Молли повернулась, и они пошли дальше.
– Похоже, именно так и есть. Знаешь, у Армитажа нет никакой личной жизни. Совсем никакой. Я никогда за ним ничего такого не замечала. Глядя на любого человека, можно представить себе, что он делает, когда остается один. Но только не Армитаж. Наверное, просто сидит и смотрит в стену, понимаешь? Потом словно срабатывает какой-то переключатель, и он начинает бегать и суетиться, выполняя поручения Зимнего Безмолвия.
– Тогда зачем ему этот архив в Лондоне? Ностальгия?
– Возможно, он даже не знает о его существовании, – сказала Молли. – Может, архив просто зарегистрирован на его имя.
– Об этом я не подумал, – сказал Кейс.
– Я просто рассуждаю вслух… Насколько умны эти ИР, Кейс?
– Зависит от многого. Одни не умнее собаки. Или домашней кошки. И все равно стоят кучу бабок. По-настоящему же умные, умные настолько, что тьюринговая полиция вокруг них так и вьется, стоят вообще безумных денег.
– Послушай, ковбой, почему же так вышло, что эти ИР еще не прикончили тебя, не приплюснули тебе мозги?
– Ну, – начал Кейс, – для начала, они редки. Большая их часть принадлежит военным, самые способные тем более, и туда мы предпочитаем не соваться. От них ведь сам айс и пошел, ты, наверно, в курсе? И потом, есть тьюринговая полиция, а с ней шутки плохи. – Кейс искоса глянул на Молли. – А вообще-то я просто никогда не совался к ним, и все.

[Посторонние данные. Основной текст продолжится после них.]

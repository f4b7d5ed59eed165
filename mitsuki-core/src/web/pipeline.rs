use std::collections::{BTreeSet, HashMap};
use std::net::SocketAddr;
use std::sync::Arc;

use axum::extract::{FromRequest, FromRequestParts, Multipart, Query, RawPathParams};
use serde_json::Value;
use tracing::{debug, error};

use crate::container::Container;
use crate::error::HttpError;
use crate::http::{ConnectInfo, IntoResponse, Json, Request, Response, Router, StatusCode};
use crate::web::binding::{Args, BindingKind, ParamBinding, RequestInfo};
use crate::web::codec::JsonCodec;
use crate::web::multipart::{MultipartError, MultipartForm, UploadLimits};
use crate::web::reply::{Reply, ReplyBody};
use crate::web::route::{RouteDescriptor, RouteTable};

/// Everything a request needs after startup: the frozen container, the
/// application codec, and the error-detail policy.
pub(crate) struct Pipeline {
    pub container: Container,
    pub codec: JsonCodec,
    /// Widen error bodies with server-side detail (dev profile only).
    pub expose_details: bool,
    pub max_body_bytes: usize,
}

/// Materialize the route table into an axum router. Every handler runs the
/// same request lifecycle: match → bind → invoke → shape → write.
pub(crate) fn build_router(table: &RouteTable, pipeline: Arc<Pipeline>) -> Router {
    let mut router = Router::new();
    for route in table.routes() {
        let route = route.clone();
        let pipeline = pipeline.clone();
        let path_pattern = route.path_pattern.clone();
        let method_filter = route.method.filter();
        let handler = move |req: Request| {
            let route = route.clone();
            let pipeline = pipeline.clone();
            async move { dispatch(pipeline, route, req).await }
        };
        router = router.route(&path_pattern, axum::routing::on(method_filter, handler));
    }
    router
}

async fn dispatch(
    pipeline: Arc<Pipeline>,
    route: Arc<RouteDescriptor>,
    req: Request,
) -> Response {
    match run(&pipeline, &route, req).await {
        Ok(response) => response,
        Err(err) => {
            let status = err.status();
            if status.is_server_error() {
                error!(
                    method = %route.method,
                    route = %route.path_pattern,
                    error = %err,
                    "request failed"
                );
            } else {
                debug!(
                    method = %route.method,
                    route = %route.path_pattern,
                    error = %err,
                    "request rejected"
                );
            }
            err.into_response_with(pipeline.expose_details)
        }
    }
}

async fn run(
    pipeline: &Pipeline,
    route: &RouteDescriptor,
    req: Request,
) -> Result<Response, HttpError> {
    let (mut parts, body) = req.into_parts();

    // Matched: collect the raw material for binding.
    let path_params = RawPathParams::from_request_parts(&mut parts, &())
        .await
        .map_err(|e| HttpError::internal(format!("path params unavailable: {e}")))?;
    let path_map: HashMap<String, String> = path_params
        .iter()
        .map(|(k, v)| (k.to_string(), v.to_string()))
        .collect();

    let query_map: HashMap<String, String> = Query::<HashMap<String, String>>::try_from_uri(
        &parts.uri,
    )
    .map(|Query(map)| map)
    .map_err(|e| HttpError::binding("query", e.to_string()))?;

    let request_info = RequestInfo {
        method: parts.method.clone(),
        uri: parts.uri.clone(),
        headers: parts.headers.clone(),
        remote_addr: parts
            .extensions
            .get::<ConnectInfo<SocketAddr>>()
            .map(|ci| ci.0),
    };

    let wants_multipart = route
        .params
        .iter()
        .any(|p| matches!(p.kind, BindingKind::MultipartFile | BindingKind::MultipartField));
    let wants_body = route.params.iter().any(|p| p.kind == BindingKind::Body);

    let (form, body_value) = if wants_multipart {
        let limits = merged_total_limit(&route.params);
        let req = Request::from_parts(parts, body);
        let multipart = Multipart::from_request(req, &())
            .await
            .map_err(|e| HttpError::binding("body", e.to_string()))?;
        let form = MultipartForm::collect(multipart, &limits)
            .await
            .map_err(multipart_to_http)?;
        (Some(form), None)
    } else if wants_body {
        let bytes = axum::body::to_bytes(body, pipeline.max_body_bytes)
            .await
            .map_err(|e| HttpError::binding("body", e.to_string()))?;
        let body_value = if bytes.is_empty() {
            None
        } else {
            Some(
                serde_json::from_slice::<Value>(&bytes)
                    .map_err(|e| HttpError::binding("body", format!("invalid JSON: {e}")))?,
            )
        };
        (None, body_value)
    } else {
        (None, None)
    };

    // Bound: produce handler arguments in declaration order.
    let mut args = Args::new();
    for param in &route.params {
        bind_param(
            param,
            route,
            &path_map,
            &query_map,
            &request_info,
            body_value.as_ref(),
            form.as_ref(),
            &mut args,
        )?;
    }
    debug!(method = %route.method, route = %route.path_pattern, "request bound");

    // Invoked: resolve the controller through the container and call the
    // handler. Prototype controllers get a fresh instance per request.
    let instance = pipeline.container.lookup(&route.controller).await?;
    let reply = (route.handler)(instance, args).await?;

    // Shaped: encode, validate egress, strip excluded fields.
    shape(pipeline, route, reply)
}

fn shape(
    pipeline: &Pipeline,
    route: &RouteDescriptor,
    reply: Reply,
) -> Result<Response, HttpError> {
    let Reply {
        status,
        headers,
        body,
    } = reply;

    let body_value = match body {
        ReplyBody::Empty => None,
        ReplyBody::Raw(value) => Some(value),
        ReplyBody::Payload(payload) => {
            let mut value = payload
                .encode(&pipeline.codec)
                .map_err(|e| HttpError::internal(format!("response serialization failed: {e}")))?;
            if let Some(egress) = &route.egress {
                egress.check(&value).map_err(|mismatch| {
                    HttpError::EgressValidation {
                        message: format!(
                            "return value does not fit `{}`: {mismatch}",
                            egress.type_name
                        ),
                    }
                })?;
            }
            if !route.egress_exclusions.is_empty() {
                apply_exclusions(&mut value, &route.egress_exclusions);
            }
            Some(value)
        }
    };

    let mut response = match body_value {
        Some(value) => (status, Json(value)).into_response(),
        None => status.into_response(),
    };
    response.headers_mut().extend(headers);
    Ok(response)
}

#[allow(clippy::too_many_arguments)]
fn bind_param(
    param: &ParamBinding,
    route: &RouteDescriptor,
    path_map: &HashMap<String, String>,
    query_map: &HashMap<String, String>,
    request_info: &RequestInfo,
    body_value: Option<&Value>,
    form: Option<&MultipartForm>,
    args: &mut Args,
) -> Result<(), HttpError> {
    match param.kind {
        BindingKind::Path => {
            let raw = path_map
                .get(&param.name)
                .ok_or_else(|| HttpError::binding(&param.name, "missing path segment"))?;
            let value = coerce(param, raw)?;
            args.insert_value(&param.name, value);
        }
        BindingKind::Query => match query_map.get(&param.name) {
            Some(raw) => {
                let value = coerce(param, raw)?;
                args.insert_value(&param.name, value);
            }
            None => apply_absent(param, args)?,
        },
        BindingKind::Body => {
            match body_value {
                Some(value) => {
                    if let Some(ingress) = &route.ingress {
                        ingress.check(value).map_err(|mismatch| {
                            HttpError::IngressValidation {
                                message: format!(
                                    "body does not fit `{}`: {mismatch}",
                                    ingress.type_name
                                ),
                            }
                        })?;
                    }
                    args.insert_body(&param.name, value.clone());
                }
                None if !param.required => {
                    args.insert_body(&param.name, Value::Null);
                }
                None => {
                    return Err(HttpError::binding(&param.name, "missing request body"));
                }
            };
        }
        BindingKind::Request => {
            args.set_request(request_info.clone());
        }
        BindingKind::MultipartFile => {
            let form = form
                .ok_or_else(|| HttpError::binding(&param.name, "expected multipart body"))?;
            let files = form.files.get(&param.name).cloned().unwrap_or_default();
            if files.is_empty() && param.required {
                return Err(multipart_to_http(MultipartError::MissingField(
                    param.name.clone(),
                )));
            }
            if let Some(limits) = &param.limits {
                for file in &files {
                    check_file(&param.name, file.len(), file.content_type.as_deref(), limits)?;
                }
            }
            args.insert_files(&param.name, files);
        }
        BindingKind::MultipartField => {
            let form = form
                .ok_or_else(|| HttpError::binding(&param.name, "expected multipart body"))?;
            match form.text.get(&param.name).and_then(|v| v.first()) {
                Some(raw) => {
                    let value = coerce(param, raw)?;
                    args.insert_value(&param.name, value);
                }
                None => apply_absent(param, args)?,
            }
        }
    }
    Ok(())
}

fn coerce(param: &ParamBinding, raw: &str) -> Result<Value, HttpError> {
    let coerce = param
        .coerce
        .as_ref()
        .ok_or_else(|| HttpError::internal(format!("no coercer for '{}'", param.name)))?;
    coerce(raw).map_err(|message| {
        HttpError::binding(
            &param.name,
            format!("cannot coerce '{raw}' to {}: {message}", param.type_name),
        )
    })
}

fn apply_absent(param: &ParamBinding, args: &mut Args) -> Result<(), HttpError> {
    match (&param.default, param.required) {
        (Some(default), _) => {
            args.insert_value(&param.name, default.clone());
            Ok(())
        }
        (None, false) => {
            args.insert_value(&param.name, Value::Null);
            Ok(())
        }
        (None, true) => Err(HttpError::binding(
            &param.name,
            format!("missing required {} parameter", param.kind.as_str()),
        )),
    }
}

fn check_file(
    name: &str,
    size: usize,
    content_type: Option<&str>,
    limits: &UploadLimits,
) -> Result<(), HttpError> {
    if let Some(limit) = limits.max_file_size {
        if size > limit {
            return Err(multipart_to_http(MultipartError::FileTooLarge {
                field: name.to_string(),
                size,
                limit,
            }));
        }
    }
    if !limits.allowed_types.is_empty() {
        let ct = content_type.unwrap_or_default();
        if !limits.allowed_types.iter().any(|a| a.as_str() == ct) {
            return Err(multipart_to_http(MultipartError::ContentTypeNotAllowed {
                field: name.to_string(),
                content_type: ct.to_string(),
            }));
        }
    }
    Ok(())
}

/// The total-size limit is enforced while draining the stream; per-file
/// limits and content-type checks happen per binding afterwards.
fn merged_total_limit(params: &[ParamBinding]) -> UploadLimits {
    let max_total = params
        .iter()
        .filter_map(|p| p.limits.as_ref())
        .filter_map(|l| l.max_total_size)
        .min();
    UploadLimits {
        max_total_size: max_total,
        ..UploadLimits::default()
    }
}

fn multipart_to_http(err: MultipartError) -> HttpError {
    let parameter = match &err {
        MultipartError::MissingField(f)
        | MultipartError::ParseError { field: f, .. }
        | MultipartError::FileTooLarge { field: f, .. }
        | MultipartError::ContentTypeNotAllowed { field: f, .. } => f.clone(),
        MultipartError::TotalTooLarge { .. } | MultipartError::Malformed(_) => "body".to_string(),
    };
    HttpError::binding(parameter, err.to_string())
}

/// Recursively delete excluded keys from every nested mapping; list items
/// are traversed, scalar values are left alone.
pub(crate) fn apply_exclusions(value: &mut Value, fields: &BTreeSet<String>) {
    match value {
        Value::Object(map) => {
            map.retain(|key, _| !fields.contains(key));
            for nested in map.values_mut() {
                apply_exclusions(nested, fields);
            }
        }
        Value::Array(items) => {
            for item in items {
                apply_exclusions(item, fields);
            }
        }
        _ => {}
    }
}

/// 404 body for unmatched paths, consistent with the error taxonomy.
pub(crate) async fn fallback_not_found() -> Response {
    let body = serde_json::json!({ "error": "Not Found" });
    (StatusCode::NOT_FOUND, Json(body)).into_response()
}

– Вы, жокеи, все одинаковы, – проворчала Молли. – Никакой фантазии.
Они подошли к большому прямоугольному пруду с настолько прозрачной водой, что было видно, как карпы тычутся носами в стебли белых водяных цветов. Молли подобрала маленький голыш, бросила в воду и посмотрела на концентрические круги, расходящиеся от места падения.
– Этот Зимнее Безмолвие… – сказала она. – Дело, в котором мы участвуем, это что-то очень серьезное, по крайней мере, мне так кажется. Сейчас мы там, где волны уже слишком низкие и широкие, и нам не виден камень, который упал в центр. Мы знаем, что там что-то происходит, но не знаем, зачем и почему. А я хочу знать, почему. Я хочу, чтобы ты связался с Зимним Безмолвием и поговорил с ним.